A transient creep investigation applied to the mesoscopic analysis of plain concrete under uniaxial compression at high temperature

Abstract

A new methodology to investigate transient creep at the material level in terms of Load Induced Thermal Strain (LITS) by means of numerical mesoscopic analysis is proposed. 2D three-phase axisymmetric analyses for plain concrete cylindrical specimens are performed. Concrete phases are represented by the ITZ, the inclusions (coarse aggregates) and the matrix (cement paste including fine aggregates). The aggregates are placed using the take and place method and normal random distribution. An appropriate finite element mesh with coupled temperature-displacement is adopted using concrete damaged plasticity model in Abaqus. The numerical values are compared with a LITS semi-empirical model and experimental results available in the literature.

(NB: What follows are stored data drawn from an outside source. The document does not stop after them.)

//! Slot repository - read side plus raffle setup
//!
//! Mutation of slot status belongs to the ledger ([`super::LedgerRepo`]);
//! this repository only lists, fetches, and batch-inserts slots.

use chrono::{DateTime, Utc};
use rust_decimal::Decimal;
use sqlx::{FromRow, PgPool};

use super::LedgerError;

/// Slot record from the database.
#[derive(Debug, Clone, FromRow)]
pub struct Slot {
    pub id: i64,
    pub name: String,
    pub price: Decimal,
    pub status: String,
    pub winner_eligible: bool,
    pub usuario_id: Option<i64>,
    pub created_at: DateTime<Utc>,
}

/// Slot repository.
pub struct SlotRepo<'a> {
    pool: &'a PgPool,
}

impl<'a> SlotRepo<'a> {
    pub fn new(pool: &'a PgPool) -> Self {
        Self { pool }
    }

    /// List all slots in a scope, ascending by id. Read-only.
    pub async fn list(&self, scope: Option<i64>) -> Result<Vec<Slot>, LedgerError> {
        let slots = sqlx::query_as(
            r#"
            SELECT id, name, price, status, winner_eligible, usuario_id, created_at
            FROM slots
            WHERE usuario_id IS NOT DISTINCT FROM $1
            ORDER BY id ASC
            "#,
        )
        .bind(scope)
        .fetch_all(self.pool)
        .await?;

        Ok(slots)
    }

    /// Get a single slot by id.
    pub async fn get(&self, id: i64) -> Result<Slot, LedgerError> {
        let slot = sqlx::query_as(
            r#"
            SELECT id, name, price, status, winner_eligible, usuario_id, created_at
            FROM slots
            WHERE id = $1
            "#,
        )
        .bind(id)
        .fetch_optional(self.pool)
        .await?
        .ok_or_else(|| LedgerError::NotFound {
            resource: "slot",
            id: id.to_string(),
        })?;

        Ok(slot)
    }

    /// Batch-insert available slots for a scope.
    ///
    /// Single parameterized statement via UNNEST; never assembles SQL from
    /// the name strings.
    pub async fn seed(
        &self,
        scope: Option<i64>,
        names: &[String],
        price: Decimal,
    ) -> Result<u64, LedgerError> {
        if names.is_empty() {
            return Ok(0);
        }

        let result = sqlx::query(
            r#"
            INSERT INTO slots (name, price, usuario_id)
            SELECT n, $2, $3 FROM UNNEST($1::text[]) AS n
            "#,
        )
        .bind(names)
        .bind(price)
        .bind(scope)
        .execute(self.pool)
        .await?;

        Ok(result.rows_affected())
    }
}

#[cfg(test)]
mod tests {
    // Integration tests - run with DATABASE_URL set
    // cargo test -p rifa-server -- --ignored

    use rust_decimal::Decimal;

    use super::*;

    #[tokio::test]
    #[ignore = "requires database"]
    async fn seed_inserts_requested_count() {
        let url = std::env::var("DATABASE_URL").expect("DATABASE_URL required");
        let pool = crate::db::create_pool(&url).await.expect("pool");
        crate::db::migrations::run(&pool).await.expect("migrations");

        let scope = Some(rand_scope());
        let names: Vec<String> = (1..=5).map(|i| format!("Nome {i}")).collect();
        let inserted = SlotRepo::new(&pool)
            .seed(scope, &names, Decimal::new(1000, 2))
            .await
            .expect("seed failed");

        assert_eq!(inserted, 5);

        let listed = SlotRepo::new(&pool).list(scope).await.expect("list failed");
        assert_eq!(listed.len(), 5);
        assert!(listed.iter().all(|s| s.status == "available"));
        // Ascending by id
        assert!(listed.windows(2).all(|w| w[0].id < w[1].id));
    }

    /// Unique scope per test run so tests can share a database.
    fn rand_scope() -> i64 {
        (uuid::Uuid::new_v4().as_u128() % i64::MAX as u128) as i64
    }
}
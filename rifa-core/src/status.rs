//! Slot and order lifecycle - the reservation state machine
//!
//! Per-slot transitions:
//!
//! ```text
//! available --reserve/purchase--> reserved --confirm--> sold
//! reserved --cancel--> available
//! any --reset--> available (batch)
//! ```
//!
//! `sold` is terminal until a full reset. The server enforces these same
//! edges in SQL via status-guarded UPDATEs; the methods here are the
//! canonical definition and the thing the unit tests pin down.

use std::fmt;
use std::str::FromStr;

use serde::{Deserialize, Serialize};

use crate::error::TransitionError;

/// Lifecycle status of a raffle slot.
#[derive(Debug, Clone, Copy, PartialEq, Eq, Hash, Serialize, Deserialize)]
#[serde(rename_all = "lowercase")]
pub enum SlotStatus {
    Available,
    Reserved,
    Sold,
}

impl SlotStatus {
    /// Status as stored in the `slots.status` column.
    pub fn as_str(&self) -> &'static str {
        match self {
            Self::Available => "available",
            Self::Reserved => "reserved",
            Self::Sold => "sold",
        }
    }

    /// Transition taken by `reserve` and the first half of `purchase`.
    pub fn begin_reservation(self) -> Result<Self, TransitionError> {
        match self {
            Self::Available => Ok(Self::Reserved),
            other => Err(TransitionError::NotAvailable { current: other }),
        }
    }

    /// Transition taken by `confirm`. Repeated confirms fail: `sold` is not
    /// a legal starting point, so confirm is deliberately not idempotent.
    pub fn confirm_sale(self) -> Result<Self, TransitionError> {
        match self {
            Self::Reserved => Ok(Self::Sold),
            other => Err(TransitionError::NotReserved { current: other }),
        }
    }

    /// Transition taken by `cancel`, releasing the slot for a new buyer.
    pub fn release(self) -> Result<Self, TransitionError> {
        match self {
            Self::Reserved => Ok(Self::Available),
            other => Err(TransitionError::NotReserved { current: other }),
        }
    }

    /// Whether `reset` needs to touch this slot (it always may; reset is a
    /// batch operation and every status maps back to `Available`).
    pub fn after_reset(self) -> Self {
        Self::Available
    }
}

impl fmt::Display for SlotStatus {
    fn fmt(&self, f: &mut fmt::Formatter<'_>) -> fmt::Result {
        f.write_str(self.as_str())
    }
}

impl FromStr for SlotStatus {
    type Err = TransitionError;

    fn from_str(s: &str) -> Result<Self, Self::Err> {
        match s {
            "available" => Ok(Self::Available),
            "reserved" => Ok(Self::Reserved),
            "sold" => Ok(Self::Sold),
            other => Err(TransitionError::UnknownStatus {
                value: other.to_owned(),
            }),
        }
    }
}

/// Lifecycle status of a purchase order.
#[derive(Debug, Clone, Copy, PartialEq, Eq, Hash, Serialize, Deserialize)]
#[serde(rename_all = "lowercase")]
pub enum OrderStatus {
    Pending,
    Confirmed,
    Cancelled,
}

impl OrderStatus {
    /// Status as stored in the `orders.status` column.
    pub fn as_str(&self) -> &'static str {
        match self {
            Self::Pending => "pending",
            Self::Confirmed => "confirmed",
            Self::Cancelled => "cancelled",
        }
    }

    /// An order counts against the one-active-order-per-slot invariant
    /// unless it has been cancelled.
    pub fn is_active(&self) -> bool {
        !matches!(self, Self::Cancelled)
    }
}

impl fmt::Display for OrderStatus {
    fn fmt(&self, f: &mut fmt::Formatter<'_>) -> fmt::Result {
        f.write_str(self.as_str())
    }
}

impl FromStr for OrderStatus {
    type Err = TransitionError;

    fn from_str(s: &str) -> Result<Self, Self::Err> {
        match s {
            "pending" => Ok(Self::Pending),
            "confirmed" => Ok(Self::Confirmed),
            "cancelled" => Ok(Self::Cancelled),
            other => Err(TransitionError::UnknownStatus {
                value: other.to_owned(),
            }),
        }
    }
}
//! HTTP boundary - axum router, error mapping, route handlers
//!
//! The wire contract keeps the original Portuguese field and path names
//! (`/nomes`, `/comprar`, `nomeId`, ...); internals use the ledger's
//! vocabulary.

pub mod error;
pub mod routes;
pub mod server;

pub use error::ApiError;
pub use server::{run_server, AppState, ServerConfig};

For the analyses, LITS is uncoupled into matrix strain (dehydration of Calcium-Silicate-Hydrates), aggregate strain (geomechanical properties degradation) and mechanical strain (thermal expansion restraint). A parametric analysis is performed to investigate the sensitivity of the model due to different aggregate distributions and mechanical properties variations. A comparison of concretes with circular and polygonal aggregate shapes is performed, highlighting the main differences between the materials behavior and some challenges imposed to the model calibration. In general, a good correlation between the numerical and the experimental results was observed. The numerical model was able to represent LITS nonlinear behavior due to variations of the applied load. In addition, the numerical results, in terms of load path analysis with preloaded and preheated specimens, are in agreement with experimental observations. LITS acceleration is clearly demonstrated and the results showed that the boundary conditions play an important role in the total deformation.